Datum uitspraak: 16 oktober 2024
AFDELING
BESTUURSRECHTSPRAAK
Uitspraak van de voorzieningenrechter van de Afdeling bestuursrechtspraak van de Raad van State op een verzoek om het treffen van een voorlopige voorziening (artikel 8:81 van de Algemene wet bestuursrecht), met toepassing van artikel 8:83, derde lid, van die wet, hangende het hoger beroep van:
[de vreemdeling],
verzoeker,
tegen de uitspraak van de rechtbank Den Haag, zittingsplaats Middelburg, van 19 augustus 2024 in zaak nr. NL24.27786 in het geding tussen:
de vreemdeling
en
de minister van Asiel en Migratie.
Procesverloop
Bij besluit van 9 juli 2024 heeft de staatssecretaris van Justitie en Veiligheid een aanvraag van de vreemdeling om hem een verblijfsvergunning asiel voor bepaalde tijd te verlenen, niet in behandeling genomen.
Bij uitspraak van 19 augustus 2024 heeft de rechtbank het daartegen door de vreemdeling ingestelde beroep ongegrond verklaard.
Tegen deze uitspraak heeft de vreemdeling hoger beroep ingesteld.
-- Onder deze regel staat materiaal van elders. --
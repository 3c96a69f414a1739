//! Window delegate that routes live resizes through the shared coordinator.

use objc2::rc::Retained;
use objc2::runtime::{AnyObject, NSObject};
use objc2::{declare_class, msg_send_id, mutability, ClassType, DeclaredClass};
use objc2_foundation::{CGFloat, MainThreadMarker, NSSize};

use panefit_core::Size;

declare_class!(
    pub struct PreferencesWindowDelegate;

    unsafe impl ClassType for PreferencesWindowDelegate {
        type Super = NSObject;
        type Mutability = mutability::MainThreadOnly;
        const NAME: &'static str = "PanefitPreferencesWindowDelegate";
    }

    impl DeclaredClass for PreferencesWindowDelegate {
        type Ivars = ();
    }

    unsafe impl PreferencesWindowDelegate {
        #[method(windowWillResize:toSize:)]
        fn window_will_resize_to_size(&self, _sender: &AnyObject, frame_size: NSSize) -> NSSize {
            let proposed = Size::new(frame_size.width as f32, frame_size.height as f32);
            let fitted = super::with_preferences(|prefs| {
                crate::shared::with_shared(|c| c.on_window_will_resize(Some(&*prefs), proposed))
            })
            .flatten()
            .unwrap_or(proposed);
            NSSize::new(fitted.width as CGFloat, fitted.height as CGFloat)
        }
    }
);

impl PreferencesWindowDelegate {
    pub fn new(mtm: MainThreadMarker) -> Retained<Self> {
        let this = mtm.alloc::<Self>().set_ivars(());
        unsafe { msg_send_id![super(this), init] }
    }
}
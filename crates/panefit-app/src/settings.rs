// Settings persistence: toolbar sizing configuration.
// Uses platform-native config dir: e.g. ~/Library/Application Support/panefit/settings.json
// on macOS, ~/.config/panefit/settings.json on Linux.

use panefit_core::{Anchor, FitMetrics};
use panefit_layout::ToolbarFit;
use panefit_platform::Coordinator;
use serde::{Deserialize, Serialize};
use std::path::{Path, PathBuf};

#[derive(Debug, Clone, Default, Serialize, Deserialize)]
pub struct PanefitSettings {
    #[serde(default)]
    pub sizing: SizingSettings,
}

#[derive(Debug, Clone, Serialize, Deserialize)]
pub struct SizingSettings {
    /// Gap between adjacent toolbar items, in points.
    #[serde(default = "default_item_spacing")]
    pub item_spacing: f32,
    /// Extra width kept after the last toolbar item.
    #[serde(default)]
    pub trailing_padding: f32,
    /// Which point of the window's top edge stays fixed while it resizes.
    #[serde(default)]
    pub anchor: AnchorSetting,
}

fn default_item_spacing() -> f32 {
    FitMetrics::default().item_spacing
}

impl Default for SizingSettings {
    fn default() -> Self {
        Self {
            item_spacing: default_item_spacing(),
            trailing_padding: 0.0,
            anchor: AnchorSetting::default(),
        }
    }
}

#[derive(Debug, Clone, Copy, PartialEq, Eq, Default, Serialize, Deserialize)]
#[serde(rename_all = "snake_case")]
pub enum AnchorSetting {
    #[default]
    TopLeft,
    TopCenter,
}

impl SizingSettings {
    pub fn metrics(&self) -> FitMetrics {
        FitMetrics {
            item_spacing: self.item_spacing,
            trailing_padding: self.trailing_padding,
        }
    }

    pub fn anchor(&self) -> Anchor {
        match self.anchor {
            AnchorSetting::TopLeft => Anchor::TopLeft,
            AnchorSetting::TopCenter => Anchor::TopCenter,
        }
    }

    /// Build the resize coordinator these settings describe.
    pub fn coordinator(&self) -> Coordinator {
        Coordinator::new(ToolbarFit::new(self.metrics()), self.anchor())
    }
}

fn settings_path() -> Option<PathBuf> {
    let config_dir = dirs::config_dir()?;
    Some(config_dir.join("panefit").join("settings.json"))
}

/// Parse settings JSON, falling back to defaults on malformed input.
pub fn parse_settings(data: &str) -> PanefitSettings {
    match serde_json::from_str(data) {
        Ok(settings) => settings,
        Err(e) => {
            log::warn!("Failed to parse settings: {}", e);
            PanefitSettings::default()
        }
    }
}

/// Load settings from the config dir. A missing file means defaults; nothing
/// is written until `save_settings` is called.
pub fn load_settings() -> PanefitSettings {
    match settings_path() {
        Some(path) => load_settings_from(&path),
        None => PanefitSettings::default(),
    }
}

fn load_settings_from(path: &Path) -> PanefitSettings {
    match std::fs::read_to_string(path) {
        Ok(data) => parse_settings(&data),
        Err(_) => PanefitSettings::default(),
    }
}

pub fn save_settings(settings: &PanefitSettings) {
    match settings_path() {
        Some(path) => save_settings_to(&path, settings),
        None => log::warn!("Cannot determine settings path"),
    }
}

fn save_settings_to(path: &Path, settings: &PanefitSettings) {
    if let Some(parent) = path.parent() {
        if let Err(e) = std::fs::create_dir_all(parent) {
            log::error!("Failed to create config dir {}: {}", parent.display(), e);
            return;
        }
    }

    match serde_json::to_string_pretty(settings) {
        Ok(json) => {
            if let Err(e) = std::fs::write(path, json) {
                log::error!("Failed to write {}: {}", path.display(), e);
            }
        }
        Err(e) => {
            log::error!("Failed to serialize settings: {}", e);
        }
    }
}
Ook heeft hij de voorzieningenrechter verzocht een voorlopige voorziening te treffen.
Overwegingen
1.       Bij uitspraak van 5 september 2024 heeft de Afdeling een verzoek om voorlopige voorziening van de vreemdeling toegewezen. Uit het nadere verzoek om voorlopige voorziening van diezelfde datum blijkt niet dat opheffing of wijziging van de getroffen voorlopige voorziening wordt beoogd, terwijl de daarin aangevoerde feiten en omstandigheden daar ook geen aanleiding toe geven. Het verzoek moet daarom worden afgewezen.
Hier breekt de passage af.